The shift is readily identifiable in the three 2017 works in this show, which otherwise consists of works from 2018. Thai Pillow is distinctly regular in its formation, equilateral triangles stacked inside a larger equilateral triangle in which the only shifts are in the range of color, beginning with yellows and oranges at the bottom and changing to shades of red at the top. Tones of gray and pale pink triangles function as a backdrop.
Two works titled Jacob’s Ladder, by contrast, move the action forward with triangular and diamond shapes functioning within parallelograms. The exact relationships between palette and proportion invite formal analysis, but even more, they invite analysis of how they unsettle expectations of which the viewer may scarcely be aware.
The element of surprise climbs toward astonishment as the series progresses. The geometry, still based on triangles, circles and parallelograms, reaches dizzying proportions magnified further by the choice of color values. It’s easier to describe their effect on the viewer than the precise relationships that elicit that impact.
We’re Breaking Up accomplishes exactly that, irregular polygons creating a jagged diagonal gap slightly to right of center in the gray background.
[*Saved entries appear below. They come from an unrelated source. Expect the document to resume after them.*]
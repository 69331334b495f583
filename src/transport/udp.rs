use super::Budget;
use crate::{conf::UdpDeadlines, GspErr};
use std::{
    io::ErrorKind,
    net::{Ipv4Addr, Ipv6Addr, SocketAddr, UdpSocket},
};
use tracing::trace;

const MAX_DATAGRAM_SIZE: usize = 65_535;

/// A connected UDP socket owned by one query.
pub struct UdpTransport {
    socket: UdpSocket,
    addr: SocketAddr,
    read: Budget,
    write: Budget,
}

impl UdpTransport {
    /// Bind an ephemeral local port and connect it to `addr`.
    pub fn open(addr: &SocketAddr, deadlines: &UdpDeadlines) -> Result<Self, GspErr> {
        let local: SocketAddr = match addr {
            SocketAddr::V4(_) => (Ipv4Addr::UNSPECIFIED, 0).into(),
            SocketAddr::V6(_) => (Ipv6Addr::UNSPECIFIED, 0).into(),
        };
        let to_err = |err| GspErr::IoErr {
            phase: "udp bind",
            source: err,
        };

        let socket = UdpSocket::bind(local).map_err(to_err)?;
        socket.connect(addr).map_err(to_err)?;

        Ok(Self {
            socket,
            addr: *addr,
            read: Budget::create("udp read", deadlines.read),
            write: Budget::create("udp write", deadlines.write),
        })
    }

    fn refine(&self, err: GspErr) -> GspErr {
        match err {
            GspErr::IoErr { phase, source } if source.kind() == ErrorKind::ConnectionRefused => {
                GspErr::ConnectErr {
                    phase,
                    addr: self.addr,
                    source,
                }
            }
            err => err,
        }
    }

    pub fn send(&mut self, payload: &[u8]) -> Result<(), GspErr> {
        let socket = &self.socket;

        let result = self.write.run(|slice| {
            socket.set_write_timeout(Some(slice))?;
            socket.send(payload)
        });
        let sent = result.map_err(|err| self.refine(err))?;

        if sent != payload.len() {
            return Err(GspErr::IoErr {
                phase: "udp write",
                source: std::io::Error::new(
                    ErrorKind::WriteZero,
                    format!("sent {} of {} bytes", sent, payload.len()),
                ),
            });
        }

        trace!(len = sent, "udp send");

        Ok(())
    }

    /// Receive one datagram.
    pub fn recv(&mut self) -> Result<Vec<u8>, GspErr> {
        let socket = &self.socket;
        let mut bufs = vec![0u8; MAX_DATAGRAM_SIZE];

        let result = self.read.run(|slice| {
            socket.set_read_timeout(Some(slice))?;
            socket.recv(&mut bufs)
        });
        let size = result.map_err(|err| self.refine(err))?;

        bufs.truncate(size);
        trace!(len = size, "udp recv");

        Ok(bufs)
    }
}
use crate::{protocol::Protocol, transport::TransportKind, GspErr};
use serde::Serialize;

/// Static description of one queryable game.
#[derive(Serialize, Debug, PartialEq, Eq)]
pub struct ProtocolDescriptor {
    /// Canonical game id.
    pub id: &'static str,
    /// Human readable name.
    pub name: &'static str,
    /// Other ids resolving to this entry.
    pub aliases: &'static [&'static str],
    pub protocol: Protocol,
    /// Port used when the address has none.
    pub default_port: u16,
}

impl ProtocolDescriptor {
    pub fn transport(&self) -> TransportKind {
        self.protocol.transport()
    }

    fn matches(&self, game_id: &str) -> bool {
        self.id == game_id || self.aliases.iter().any(|alias| *alias == game_id)
    }
}

const fn game(
    id: &'static str,
    name: &'static str,
    aliases: &'static [&'static str],
    protocol: Protocol,
    default_port: u16,
) -> ProtocolDescriptor {
    ProtocolDescriptor {
        id,
        name,
        aliases,
        protocol,
        default_port,
    }
}

static GAMES: &[ProtocolDescriptor] = &[
    game("minecraft", "Minecraft: Java Edition", &["mc", "minecraft_java"], Protocol::MinecraftJava, 25565),
    game("minecraft_legacy", "Minecraft: Java Edition 1.4 - 1.6", &["mc_legacy"], Protocol::MinecraftLegacy, 25565),
    game("minecraft_beta", "Minecraft: Java Edition Beta 1.8 - 1.3", &["mc_beta"], Protocol::MinecraftBeta, 25565),
    game("minecraft_bedrock", "Minecraft: Bedrock Edition", &["mcbe"], Protocol::MinecraftBedrock, 19132),
    game("minecraft_query", "Minecraft: Java Edition (Query)", &["mc_query"], Protocol::MinecraftQuery, 25565),
    game("valve", "Source Engine", &["source"], Protocol::Valve, 27015),
    game("teamfortress2", "Team Fortress 2", &["tf2"], Protocol::Valve, 27015),
    game("counterstrike2", "Counter-Strike 2", &["cs2", "csgo"], Protocol::Valve, 27015),
    game("garrysmod", "Garry's Mod", &["gmod"], Protocol::Valve, 27015),
    game("left4dead2", "Left 4 Dead 2", &["l4d2"], Protocol::Valve, 27015),
    game("rust", "Rust", &[], Protocol::Valve, 28015),
    game("quake1", "Quake", &["quakeworld"], Protocol::Quake1, 27500),
    game("quake2", "Quake II", &[], Protocol::Quake2, 27910),
    game("quake3", "Quake III Arena", &["q3a"], Protocol::Quake3, 27960),
    game("fivem", "FiveM", &["gta5f"], Protocol::FiveM, 30120),
];

/// Every registered game, in registration order.
pub fn games() -> &'static [ProtocolDescriptor] {
    GAMES
}

/// Look up a game by id or alias. Matching is exact.
///
/// # Example
///
/// ```
/// # use gsp::{resolve, Protocol};
/// #
/// assert_eq!(resolve("tf2").unwrap().protocol, Protocol::Valve);
/// assert!(resolve("TF2").is_err());
/// ```
pub fn resolve(game_id: &str) -> Result<&'static ProtocolDescriptor, GspErr> {
    GAMES
        .iter()
        .find(|descriptor| descriptor.matches(game_id))
        .ok_or_else(|| GspErr::UnknownGame(game_id.into()))
}

#[cfg(test)]
mod tests {
    use super::*;
    use crate::ErrorKind;
    use std::collections::HashSet;

    #[test]
    fn aliases_resolve_to_the_same_descriptor() {
        let by_id = resolve("counterstrike2").unwrap();

        assert!(std::ptr::eq(by_id, resolve("cs2").unwrap()));
        assert!(std::ptr::eq(by_id, resolve("csgo").unwrap()));
        assert_eq!(resolve("rust").unwrap().default_port, 28015);
        assert_eq!(resolve("quakeworld").unwrap().protocol, Protocol::Quake1);
        assert_eq!(resolve("quake2").unwrap().default_port, 27910);
    }

    #[test]
    fn ids_and_aliases_are_unique() {
        let mut seen = HashSet::new();

        for descriptor in games() {
            assert!(seen.insert(descriptor.id), "duplicate {}", descriptor.id);
            for alias in descriptor.aliases {
                assert!(seen.insert(*alias), "duplicate {}", alias);
            }
        }
    }

    #[test]
    fn unknown_games() {
        for game_id in ["", "not-a-real-game", "Minecraft", " minecraft"] {
            let err = resolve(game_id).unwrap_err();

            assert_eq!(err.kind(), ErrorKind::UnknownGame);
        }
    }

    #[test]
    fn transports_follow_protocols() {
        assert_eq!(resolve("mc").unwrap().transport(), TransportKind::Tcp);
        assert_eq!(resolve("mcbe").unwrap().transport(), TransportKind::Udp);
        assert_eq!(resolve("fivem").unwrap().transport(), TransportKind::Http);
    }
}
The faint three-dimensionality suggested in one small portion of that painting becomes manifest in Tipping Points as triangular forms that, to my eye, suggest art deco decorative elements toppling forward, although I doubt if anyone else would view them in quite that way.
I have little doubt that many viewers won’t find dimensionality in these paintings at all, but most find them compelling in ways they find difficult to define. This is because the particular color combinations and unusual uses of familiar geometric forms create an effect that is ultimately unsettling but in a way that is profoundly pleasing. This work ought to be analyzed at leisure, in some other context, because it raises or touches on major issues of aesthetics and how perception is framed by prior assumptions and present expectations.
These paintings fit into the great tradition of geometric abstraction, yet they bear little resemblance to any we have seen in Atlanta recently. The range of visual strategies at work here constitutes an evolution of Cooper’s work that is simultaneously logical and an utterly unexpected leap.